The Picture Described
The skeletal bird pictures David’s sin-slain soul. The choice to picture him as a bird derives from the prayer in v.7 to be ‘purged with hyssop.’ This phraseology likely derives from purification rituals described in Leviticus 14 which involved sacrificing a bird, using hyssop to sprinkle its blood mingled with water, and setting a live bird free. Without going into the details (I encourage you to read the section yourself and compare the image if you’re interested), suffice to say that this ritual anticipates Christ’s death and resurrection, picturing our uncleanness—and Jesus’ death—as the dead bird and His purity—and resurrection—as the living one.

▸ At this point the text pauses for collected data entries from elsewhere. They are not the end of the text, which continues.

use std::net::SocketAddr;
use std::sync::Arc;

use axum::extract::State;
use axum::http::{header, HeaderValue, Method};
use axum::routing::{get, post};
use axum::{Json, Router};
use serde::Serialize;
use tower_http::cors::{AllowOrigin, Any, CorsLayer};

use crate::feed::SensorFeed;
use crate::predict::PredictionEngine;
use crate::telemetry::{RecentPrediction, StatsSnapshot, SystemHealth, TelemetryStore};
use crate::types::RawInputRecord;

#[derive(Clone)]
pub struct ApiState {
    pub engine: Arc<PredictionEngine>,
    pub feed: Arc<SensorFeed>,
    pub telemetry: Arc<TelemetryStore>,
}

#[derive(Debug, Serialize)]
struct PredictResponse {
    result: String,
    probability: ProbabilityValue,
}

// The probability field carries the rounded percentage on success and the
// error message on failure.
#[derive(Debug, Serialize)]
#[serde(untagged)]
enum ProbabilityValue {
    Percent(f64),
    Message(String),
}

#[derive(Debug, Serialize)]
struct ApiStatus {
    status: String,
    stats: StatsSnapshot,
    recent: Vec<RecentPrediction>,
    health: SystemHealth,
    model: ModelSummary,
}

#[derive(Debug, Serialize)]
struct ModelSummary {
    features: usize,
    encoded_columns: usize,
    threshold: f64,
}

pub async fn serve(addr: String, state: ApiState) -> Result<(), Box<dyn std::error::Error>> {
    let app = Router::new()
        .route("/api/predict", post(predict))
        .route("/api/status", get(status))
        .with_state(state)
        .layer(cors_layer());

    let addr: SocketAddr = addr.parse()?;
    let listener = tokio::net::TcpListener::bind(addr).await?;
    axum::serve(listener, app).await?;
    Ok(())
}

async fn predict(
    State(state): State<ApiState>,
    Json(record): Json<RawInputRecord>,
) -> Json<PredictResponse> {
    let reading = if record.use_iot {
        match state.feed.latest_reading().await {
            Ok(reading) => Some(reading),
            Err(error) => {
                eprintln!("[FEED] Falling back to form SpO2: {}", error);
                None
            }
        }
    } else {
        None
    };

    match state.engine.evaluate(&record, reading) {
        Ok(prediction) => {
            state.telemetry.record_prediction(&prediction).await;
            Json(PredictResponse {
                result: prediction.label.as_str().to_string(),
                probability: ProbabilityValue::Percent(prediction.probability),
            })
        }
        Err(error) => {
            state.telemetry.record_error().await;
            Json(PredictResponse {
                result: "Error".to_string(),
                probability: ProbabilityValue::Message(error.to_string()),
            })
        }
    }
}

async fn status(State(state): State<ApiState>) -> Json<ApiStatus> {
    let stats = state.telemetry.snapshot_stats().await;
    let recent = state.telemetry.snapshot_recent().await;
    let health = state.telemetry.health_snapshot().await;
    let artifacts = state.engine.artifacts();

    Json(ApiStatus {
        status: "serving".to_string(),
        stats,
        recent,
        health,
        model: ModelSummary {
            features: artifacts.model_features().len(),
            encoded_columns: artifacts.encoders.len(),
            threshold: artifacts.threshold,
        },
    })
}

fn cors_layer() -> CorsLayer {
    let allowed = std::env::var("CARDIO_CORS_ORIGIN").unwrap_or_else(|_| {
        "http://localhost:5173,http://127.0.0.1:5173".to_string()
    });

    let mut cors = if allowed.trim() == "*" {
        CorsLayer::new().allow_origin(Any)
    } else {
        let origins = allowed
            .split(',')
            .filter_map(|origin| origin.trim().parse::<HeaderValue>().ok())
            .collect::<Vec<_>>();
        CorsLayer::new().allow_origin(AllowOrigin::list(origins))
    };

    cors = cors.allow_methods([Method::GET, Method::POST]);
    cors.allow_headers([header::CONTENT_TYPE, header::ACCEPT])
}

In this image, then, David’s soul is dead in its sin and yet upheld by the slain-and-living Lord. The willingness (Ps. 51:12) of the Lord to thus uphold David is pictured in the love-made wounds in His hands. From his riven heart drop the purifying blood and water of Zechariah 13:10 (also echoing the blood and water of Lev.14), and from His opened mouth pours the Spirit whom He will never withhold from His own. Note too that the Spirit is pictured as a living ‘bird’ (dove), again alluding to the ritual of Lev.14.
The Lord’s halo is inscribed with a cross since it is by His death that He upholds, heals, and restores the sinner who falls upon His mercy…and yet, this halo also witnesses to the resurrection (see the tomb stone at its base) since it is the indivisibly Crucified-and-Risen Lord, the “Anastasiform” Christ who alone descends to and rises up from the grave of His people’s sin…
Finally, all of this is pictured within the halo that represents the Divine Glory radiating from the face of Christ since it is only and precisely in His identity as the One who pours Himself out in death for sinners and rises up from that death in joy that Jesus is the Revealer and Radiance of the Beauty of the Unseen Father.